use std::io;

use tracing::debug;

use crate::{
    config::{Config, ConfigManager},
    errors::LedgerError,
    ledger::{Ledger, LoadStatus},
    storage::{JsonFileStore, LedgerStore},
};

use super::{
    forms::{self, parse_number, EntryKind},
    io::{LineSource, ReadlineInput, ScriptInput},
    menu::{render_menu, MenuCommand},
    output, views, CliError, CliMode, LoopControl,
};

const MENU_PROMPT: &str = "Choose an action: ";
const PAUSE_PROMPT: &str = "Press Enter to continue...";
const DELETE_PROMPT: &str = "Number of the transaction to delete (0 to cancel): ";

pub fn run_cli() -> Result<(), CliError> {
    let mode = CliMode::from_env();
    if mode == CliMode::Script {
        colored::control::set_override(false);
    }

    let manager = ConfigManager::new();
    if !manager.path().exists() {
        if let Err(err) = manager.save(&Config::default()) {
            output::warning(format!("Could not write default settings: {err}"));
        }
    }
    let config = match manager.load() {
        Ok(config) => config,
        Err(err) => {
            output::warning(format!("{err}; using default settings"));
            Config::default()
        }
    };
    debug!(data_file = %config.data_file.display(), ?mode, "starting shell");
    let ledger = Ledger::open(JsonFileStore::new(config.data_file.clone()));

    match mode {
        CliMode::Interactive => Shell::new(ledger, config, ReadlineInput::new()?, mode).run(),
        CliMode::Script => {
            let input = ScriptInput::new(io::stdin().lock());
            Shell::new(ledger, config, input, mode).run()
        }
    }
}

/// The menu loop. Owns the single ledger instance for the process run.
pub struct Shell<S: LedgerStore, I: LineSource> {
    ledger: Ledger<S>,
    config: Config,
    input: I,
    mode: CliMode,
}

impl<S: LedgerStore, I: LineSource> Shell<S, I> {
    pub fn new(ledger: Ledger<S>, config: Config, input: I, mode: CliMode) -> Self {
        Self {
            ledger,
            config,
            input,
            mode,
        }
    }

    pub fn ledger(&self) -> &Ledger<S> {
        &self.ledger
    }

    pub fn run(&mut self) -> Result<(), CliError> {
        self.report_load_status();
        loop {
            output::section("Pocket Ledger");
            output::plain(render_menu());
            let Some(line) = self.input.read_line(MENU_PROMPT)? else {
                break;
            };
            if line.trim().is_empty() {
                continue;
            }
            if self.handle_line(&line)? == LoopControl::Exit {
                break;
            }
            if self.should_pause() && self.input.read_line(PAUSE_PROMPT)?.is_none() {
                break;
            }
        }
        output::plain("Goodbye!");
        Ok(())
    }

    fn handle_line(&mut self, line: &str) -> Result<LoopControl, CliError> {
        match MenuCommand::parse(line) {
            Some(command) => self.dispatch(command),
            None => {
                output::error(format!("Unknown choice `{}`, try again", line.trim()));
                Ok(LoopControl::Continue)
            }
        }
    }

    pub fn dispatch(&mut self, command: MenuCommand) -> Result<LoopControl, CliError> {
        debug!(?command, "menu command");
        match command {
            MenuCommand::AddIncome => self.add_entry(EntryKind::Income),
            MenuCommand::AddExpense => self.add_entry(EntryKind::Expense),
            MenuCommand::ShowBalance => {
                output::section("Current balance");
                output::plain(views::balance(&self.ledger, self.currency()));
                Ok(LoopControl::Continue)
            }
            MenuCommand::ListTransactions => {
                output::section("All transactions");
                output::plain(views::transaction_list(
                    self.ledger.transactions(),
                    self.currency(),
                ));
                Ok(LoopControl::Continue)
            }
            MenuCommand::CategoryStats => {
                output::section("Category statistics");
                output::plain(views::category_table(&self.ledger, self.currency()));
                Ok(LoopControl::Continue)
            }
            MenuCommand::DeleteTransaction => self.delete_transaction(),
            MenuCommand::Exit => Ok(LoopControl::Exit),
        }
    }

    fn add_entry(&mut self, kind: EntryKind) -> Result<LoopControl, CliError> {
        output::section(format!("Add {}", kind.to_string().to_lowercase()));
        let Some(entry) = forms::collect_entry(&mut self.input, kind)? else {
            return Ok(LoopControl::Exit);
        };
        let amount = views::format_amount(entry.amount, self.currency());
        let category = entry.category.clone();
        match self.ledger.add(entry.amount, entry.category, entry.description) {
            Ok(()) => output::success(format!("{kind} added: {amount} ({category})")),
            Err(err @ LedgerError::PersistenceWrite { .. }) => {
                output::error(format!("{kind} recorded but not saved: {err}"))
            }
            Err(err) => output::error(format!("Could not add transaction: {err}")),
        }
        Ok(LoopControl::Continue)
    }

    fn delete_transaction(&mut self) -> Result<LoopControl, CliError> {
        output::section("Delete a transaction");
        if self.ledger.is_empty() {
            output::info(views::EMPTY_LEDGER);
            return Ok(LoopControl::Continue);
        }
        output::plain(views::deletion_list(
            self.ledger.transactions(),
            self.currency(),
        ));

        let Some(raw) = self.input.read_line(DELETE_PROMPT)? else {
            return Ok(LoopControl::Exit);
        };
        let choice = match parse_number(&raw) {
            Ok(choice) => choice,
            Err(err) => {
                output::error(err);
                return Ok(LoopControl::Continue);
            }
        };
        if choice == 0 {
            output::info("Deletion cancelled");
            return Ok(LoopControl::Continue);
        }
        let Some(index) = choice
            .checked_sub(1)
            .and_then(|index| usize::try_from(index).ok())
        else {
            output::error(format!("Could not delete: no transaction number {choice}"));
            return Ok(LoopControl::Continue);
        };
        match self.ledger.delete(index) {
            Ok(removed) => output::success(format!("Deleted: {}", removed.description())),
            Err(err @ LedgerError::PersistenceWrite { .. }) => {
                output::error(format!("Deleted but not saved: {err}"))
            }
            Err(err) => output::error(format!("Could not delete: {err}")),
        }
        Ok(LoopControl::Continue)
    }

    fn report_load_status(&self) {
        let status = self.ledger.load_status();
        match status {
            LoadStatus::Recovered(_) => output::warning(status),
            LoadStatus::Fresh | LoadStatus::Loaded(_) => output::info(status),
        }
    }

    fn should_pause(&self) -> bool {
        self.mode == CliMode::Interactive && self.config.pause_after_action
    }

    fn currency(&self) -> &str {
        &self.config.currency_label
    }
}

────────────────────

> **WHAT THE TASK ASKS**
Return the material above in full, exactly as written.

> **WRITTEN RESPONSE**
use std::io;

use tracing::debug;

use crate::{
    config::{Config, ConfigManager},
    errors::LedgerError,
    ledger::{Ledger, LoadStatus},
    storage::{JsonFileStore, LedgerStore},
};

use super::{
    forms::{self, parse_number, EntryKind},
    io::{LineSource, ReadlineInput, ScriptInput},
    menu::{render_menu, MenuCommand},
    output, views, CliError, CliMode, LoopControl,
};

const MENU_PROMPT: &str = "Choose an action: ";
const PAUSE_PROMPT: &str = "Press Enter to continue...";
const DELETE_PROMPT: &str = "Number of the transaction to delete (0 to cancel): ";

pub fn run_cli() -> Result<(), CliError> {
    let mode = CliMode::from_env();
    if mode == CliMode::Script {
        colored::control::set_override(false);
    }

    let manager = ConfigManager::new();
    if !manager.path().exists() {
        if let Err(err) = manager.save(&Config::default()) {
            output::warning(format!("Could not write default settings: {err}"));
        }
    }
    let config = match manager.load() {
        Ok(config) => config,
        Err(err) => {
            output::warning(format!("{err}; using default settings"));
            Config::default()
        }
    };
    debug!(data_file = %config.data_file.display(), ?mode, "starting shell");
    let ledger = Ledger::open(JsonFileStore::new(config.data_file.clone()));

    match mode {
        CliMode::Interactive => Shell::new(ledger, config, ReadlineInput::new()?, mode).run(),
        CliMode::Script => {
            let input = ScriptInput::new(io::stdin().lock());
            Shell::new(ledger, config, input, mode).run()
        }
    }
}

/// The menu loop. Owns the single ledger instance for the process run.
pub struct Shell<S: LedgerStore, I: LineSource> {
    ledger: Ledger<S>,
    config: Config,
    input: I,
    mode: CliMode,
}

impl<S: LedgerStore, I: LineSource> Shell<S, I> {
    pub fn new(ledger: Ledger<S>, config: Config, input: I, mode: CliMode) -> Self {
        Self {
            ledger,
            config,
            input,
            mode,
        }
    }

    pub fn ledger(&self) -> &Ledger<S> {
        &self.ledger
    }

    pub fn run(&mut self) -> Result<(), CliError> {
        self.report_load_status();
        loop {
            output::section("Pocket Ledger");
            output::plain(render_menu());
            let Some(line) = self.input.read_line(MENU_PROMPT)? else {
                break;
            };
            if line.trim().is_empty() {
                continue;
            }
            if self.handle_line(&line)? == LoopControl::Exit {
                break;
            }
            if self.should_pause() && self.input.read_line(PAUSE_PROMPT)?.is_none() {
                break;
            }
        }
        output::plain("Goodbye!");
        Ok(())
    }

    fn handle_line(&mut self, line: &str) -> Result<LoopControl, CliError> {
        match MenuCommand::parse(line) {
            Some(command) => self.dispatch(command),
            None => {
                output::error(format!("Unknown choice `{}`, try again", line.trim()));
                Ok(LoopControl::Continue)
            }
        }
    }

    pub fn dispatch(&mut self, command: MenuCommand) -> Result<LoopControl, CliError> {
        debug!(?command, "menu command");
        match command {
            MenuCommand::AddIncome => self.add_entry(EntryKind::Income),
            MenuCommand::AddExpense => self.add_entry(EntryKind::Expense),
            MenuCommand::ShowBalance => {
                output::section("Current balance");
                output::plain(views::balance(&self.ledger, self.currency()));
                Ok(LoopControl::Continue)
            }
            MenuCommand::ListTransactions => {
                output::section("All transactions");
                output::plain(views::transaction_list(
                    self.ledger.transactions(),
                    self.currency(),
                ));
                Ok(LoopControl::Continue)
            }
            MenuCommand::CategoryStats => {
                output::section("Category statistics");
                output::plain(views::category_table(&self.ledger, self.currency()));
                Ok(LoopControl::Continue)
            }
            MenuCommand::DeleteTransaction => self.delete_transaction(),
            MenuCommand::Exit => Ok(LoopControl::Exit),
        }
    }

    fn add_entry(&mut self, kind: EntryKind) -> Result<LoopControl, CliError> {
        output::section(format!("Add {}", kind.to_string().to_lowercase()));
        let Some(entry) = forms::collect_entry(&mut self.input, kind)? else {
            return Ok(LoopControl::Exit);
        };
        let amount = views::format_amount(entry.amount, self.currency());
        let category = entry.category.clone();
        match self.ledger.add(entry.amount, entry.category, entry.description) {
            Ok(()) => output::success(format!("{kind} added: {amount} ({category})")),
            Err(err @ LedgerError::PersistenceWrite { .. }) => {
                output::error(format!("{kind} recorded but not saved: {err}"))
            }
            Err(err) => output::error(format!("Could not add transaction: {err}")),
        }
        Ok(LoopControl::Continue)
    }

    fn delete_transaction(&mut self) -> Result<LoopControl, CliError> {
        output::section("Delete a transaction");
        if self.ledger.is_empty() {
            output::info(views::EMPTY_LEDGER);
            return Ok(LoopControl::Continue);
        }
        output::plain(views::deletion_list(
            self.ledger.transactions(),
            self.currency(),
        ));

        let Some(raw) = self.input.read_line(DELETE_PROMPT)? else {
            return Ok(LoopControl::Exit);
        };
        let choice = match parse_number(&raw) {
            Ok(choice) => choice,
            Err(err) => {
                output::error(err);
                return Ok(LoopControl::Continue);
            }
        };
        if choice == 0 {
            output::info("Deletion cancelled");
            return Ok(LoopControl::Continue);
        }
        let Some(index) = choice
            .checked_sub(1)
            .and_then(|index| usize::try_from(index).ok())
        else {
            output::error(format!("Could not delete: no transaction number {choice}"));
            return Ok(LoopControl::Continue);
        };
        match self.ledger.delete(index) {
            Ok(removed) => output::success(format!("Deleted: {}", removed.description())),
            Err(err @ LedgerError::PersistenceWrite { .. }) => {
                output::error(format!("Deleted but not saved: {err}"))
            }
            Err(err) => output::error(format!("Could not delete: {err}")),
        }
        Ok(LoopControl::Continue)
    }

    fn report_load_status(&self) {
        let status = self.ledger.load_status();
        match status {
            LoadStatus::Recovered(_) => output::warning(status),
            LoadStatus::Fresh | LoadStatus::Loaded(_) => output::info(status),
        }
    }

    fn should_pause(&self) -> bool {
        self.mode == CliMode::Interactive && self.config.pause_after_action
    }

    fn currency(&self) -> &str {
        &self.config.currency_label
    }
}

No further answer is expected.